### PROBLEM STATEMENT
Each line of the data below containing "repeat" needs to be listed.
BEGIN WORKING DATA
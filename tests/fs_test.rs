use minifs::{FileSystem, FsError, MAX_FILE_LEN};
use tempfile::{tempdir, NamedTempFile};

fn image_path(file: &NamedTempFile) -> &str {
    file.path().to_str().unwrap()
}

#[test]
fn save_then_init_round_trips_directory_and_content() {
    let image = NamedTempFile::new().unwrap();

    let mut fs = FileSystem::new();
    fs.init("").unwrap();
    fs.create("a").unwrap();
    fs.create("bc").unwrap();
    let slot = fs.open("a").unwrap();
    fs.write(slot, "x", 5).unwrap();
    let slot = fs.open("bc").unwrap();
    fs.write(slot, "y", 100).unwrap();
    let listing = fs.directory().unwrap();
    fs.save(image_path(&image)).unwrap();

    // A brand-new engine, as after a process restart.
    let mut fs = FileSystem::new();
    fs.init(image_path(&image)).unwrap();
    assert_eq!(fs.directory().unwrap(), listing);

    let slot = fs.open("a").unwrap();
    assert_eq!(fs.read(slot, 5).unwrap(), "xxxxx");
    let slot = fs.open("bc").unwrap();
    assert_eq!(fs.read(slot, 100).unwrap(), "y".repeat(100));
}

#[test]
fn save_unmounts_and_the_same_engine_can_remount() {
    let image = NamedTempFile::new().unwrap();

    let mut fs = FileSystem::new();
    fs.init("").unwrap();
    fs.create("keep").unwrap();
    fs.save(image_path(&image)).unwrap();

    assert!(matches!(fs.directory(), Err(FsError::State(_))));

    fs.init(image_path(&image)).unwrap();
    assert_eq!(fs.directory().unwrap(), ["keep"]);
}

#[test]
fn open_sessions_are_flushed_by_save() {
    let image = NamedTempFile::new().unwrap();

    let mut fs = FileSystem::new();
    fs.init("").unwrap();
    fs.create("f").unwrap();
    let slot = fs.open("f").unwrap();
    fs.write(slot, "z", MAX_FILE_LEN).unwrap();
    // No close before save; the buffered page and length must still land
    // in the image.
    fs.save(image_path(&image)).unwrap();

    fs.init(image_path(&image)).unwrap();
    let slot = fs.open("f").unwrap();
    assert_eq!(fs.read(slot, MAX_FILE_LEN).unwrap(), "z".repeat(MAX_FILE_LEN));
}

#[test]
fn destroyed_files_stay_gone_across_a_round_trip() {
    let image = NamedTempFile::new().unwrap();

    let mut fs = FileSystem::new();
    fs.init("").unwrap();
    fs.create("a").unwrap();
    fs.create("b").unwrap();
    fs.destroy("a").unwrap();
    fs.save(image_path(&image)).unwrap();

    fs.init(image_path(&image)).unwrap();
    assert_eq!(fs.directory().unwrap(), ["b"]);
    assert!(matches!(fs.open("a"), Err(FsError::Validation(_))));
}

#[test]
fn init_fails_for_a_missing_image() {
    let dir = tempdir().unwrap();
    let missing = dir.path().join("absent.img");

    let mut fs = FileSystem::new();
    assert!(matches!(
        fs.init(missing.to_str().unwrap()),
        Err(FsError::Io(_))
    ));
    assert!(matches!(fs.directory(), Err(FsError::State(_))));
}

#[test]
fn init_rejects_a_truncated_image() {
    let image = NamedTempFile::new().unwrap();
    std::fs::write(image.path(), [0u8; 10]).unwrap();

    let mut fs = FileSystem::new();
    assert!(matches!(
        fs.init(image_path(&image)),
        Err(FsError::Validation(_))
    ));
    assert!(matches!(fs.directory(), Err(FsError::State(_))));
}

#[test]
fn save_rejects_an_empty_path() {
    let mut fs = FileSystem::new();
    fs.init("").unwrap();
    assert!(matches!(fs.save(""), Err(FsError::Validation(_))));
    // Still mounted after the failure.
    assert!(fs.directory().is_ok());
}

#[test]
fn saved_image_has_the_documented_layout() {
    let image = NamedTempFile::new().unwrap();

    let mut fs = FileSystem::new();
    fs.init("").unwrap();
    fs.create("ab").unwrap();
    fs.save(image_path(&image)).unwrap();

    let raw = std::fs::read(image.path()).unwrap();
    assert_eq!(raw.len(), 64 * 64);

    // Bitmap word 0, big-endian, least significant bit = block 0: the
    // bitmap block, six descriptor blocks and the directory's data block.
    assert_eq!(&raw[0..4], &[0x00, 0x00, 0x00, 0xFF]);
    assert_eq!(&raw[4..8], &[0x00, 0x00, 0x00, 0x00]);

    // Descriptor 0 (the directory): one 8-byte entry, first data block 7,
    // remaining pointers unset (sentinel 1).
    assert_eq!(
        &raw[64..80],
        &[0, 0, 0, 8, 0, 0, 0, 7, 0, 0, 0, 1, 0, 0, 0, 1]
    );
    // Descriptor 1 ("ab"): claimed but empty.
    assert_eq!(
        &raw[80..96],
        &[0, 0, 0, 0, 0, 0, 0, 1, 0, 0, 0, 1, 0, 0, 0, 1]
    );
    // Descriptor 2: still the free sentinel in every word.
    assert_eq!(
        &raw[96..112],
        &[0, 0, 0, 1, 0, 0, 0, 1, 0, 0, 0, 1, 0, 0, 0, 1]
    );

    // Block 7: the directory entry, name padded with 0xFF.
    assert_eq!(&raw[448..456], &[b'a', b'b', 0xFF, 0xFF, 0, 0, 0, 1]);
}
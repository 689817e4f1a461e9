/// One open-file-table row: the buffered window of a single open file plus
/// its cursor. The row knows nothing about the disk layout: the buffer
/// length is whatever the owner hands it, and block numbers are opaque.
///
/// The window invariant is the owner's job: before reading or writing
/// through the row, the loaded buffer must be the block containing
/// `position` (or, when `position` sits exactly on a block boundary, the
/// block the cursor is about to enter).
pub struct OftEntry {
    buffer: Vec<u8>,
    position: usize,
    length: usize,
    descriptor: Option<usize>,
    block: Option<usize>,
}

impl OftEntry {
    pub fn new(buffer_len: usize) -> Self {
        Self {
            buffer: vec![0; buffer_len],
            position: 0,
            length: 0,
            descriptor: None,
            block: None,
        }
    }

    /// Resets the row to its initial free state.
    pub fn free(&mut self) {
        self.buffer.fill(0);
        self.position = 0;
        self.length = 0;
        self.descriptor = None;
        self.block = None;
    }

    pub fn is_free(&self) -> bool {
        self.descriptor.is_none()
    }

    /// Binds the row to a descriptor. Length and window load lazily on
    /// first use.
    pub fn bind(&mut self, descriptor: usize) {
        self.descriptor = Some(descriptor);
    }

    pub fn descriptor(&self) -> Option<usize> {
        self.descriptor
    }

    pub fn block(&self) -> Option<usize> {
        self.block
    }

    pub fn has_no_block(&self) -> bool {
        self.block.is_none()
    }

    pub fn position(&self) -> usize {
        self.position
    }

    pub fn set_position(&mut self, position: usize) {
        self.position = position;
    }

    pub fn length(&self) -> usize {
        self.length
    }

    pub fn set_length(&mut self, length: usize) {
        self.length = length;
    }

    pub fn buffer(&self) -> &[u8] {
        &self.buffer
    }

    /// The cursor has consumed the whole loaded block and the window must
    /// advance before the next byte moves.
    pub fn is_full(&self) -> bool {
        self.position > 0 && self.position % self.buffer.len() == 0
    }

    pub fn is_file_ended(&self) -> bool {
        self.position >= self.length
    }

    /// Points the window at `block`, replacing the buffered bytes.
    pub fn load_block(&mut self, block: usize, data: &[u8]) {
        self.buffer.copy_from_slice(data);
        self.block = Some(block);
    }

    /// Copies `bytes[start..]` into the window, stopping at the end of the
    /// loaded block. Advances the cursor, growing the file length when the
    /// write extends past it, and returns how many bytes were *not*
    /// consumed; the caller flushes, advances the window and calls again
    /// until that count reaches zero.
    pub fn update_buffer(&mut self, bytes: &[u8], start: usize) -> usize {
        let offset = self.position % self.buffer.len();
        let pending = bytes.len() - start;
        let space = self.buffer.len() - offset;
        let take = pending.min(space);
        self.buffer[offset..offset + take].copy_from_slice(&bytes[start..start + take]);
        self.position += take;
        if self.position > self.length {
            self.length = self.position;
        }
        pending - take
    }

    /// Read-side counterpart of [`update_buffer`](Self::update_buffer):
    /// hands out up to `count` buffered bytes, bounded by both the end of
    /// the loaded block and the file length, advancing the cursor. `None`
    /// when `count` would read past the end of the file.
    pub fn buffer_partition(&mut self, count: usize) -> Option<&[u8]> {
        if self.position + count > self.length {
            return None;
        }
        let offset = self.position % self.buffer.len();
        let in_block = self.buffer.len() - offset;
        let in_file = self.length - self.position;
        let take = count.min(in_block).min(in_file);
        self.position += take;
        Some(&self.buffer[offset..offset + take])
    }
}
END WORKING DATA
### ANSWER BELOW
    assert_eq!(fs.read(slot, 100).unwrap(), "y".repeat(100));
    assert_eq!(fs.read(slot, MAX_FILE_LEN).unwrap(), "z".repeat(MAX_FILE_LEN));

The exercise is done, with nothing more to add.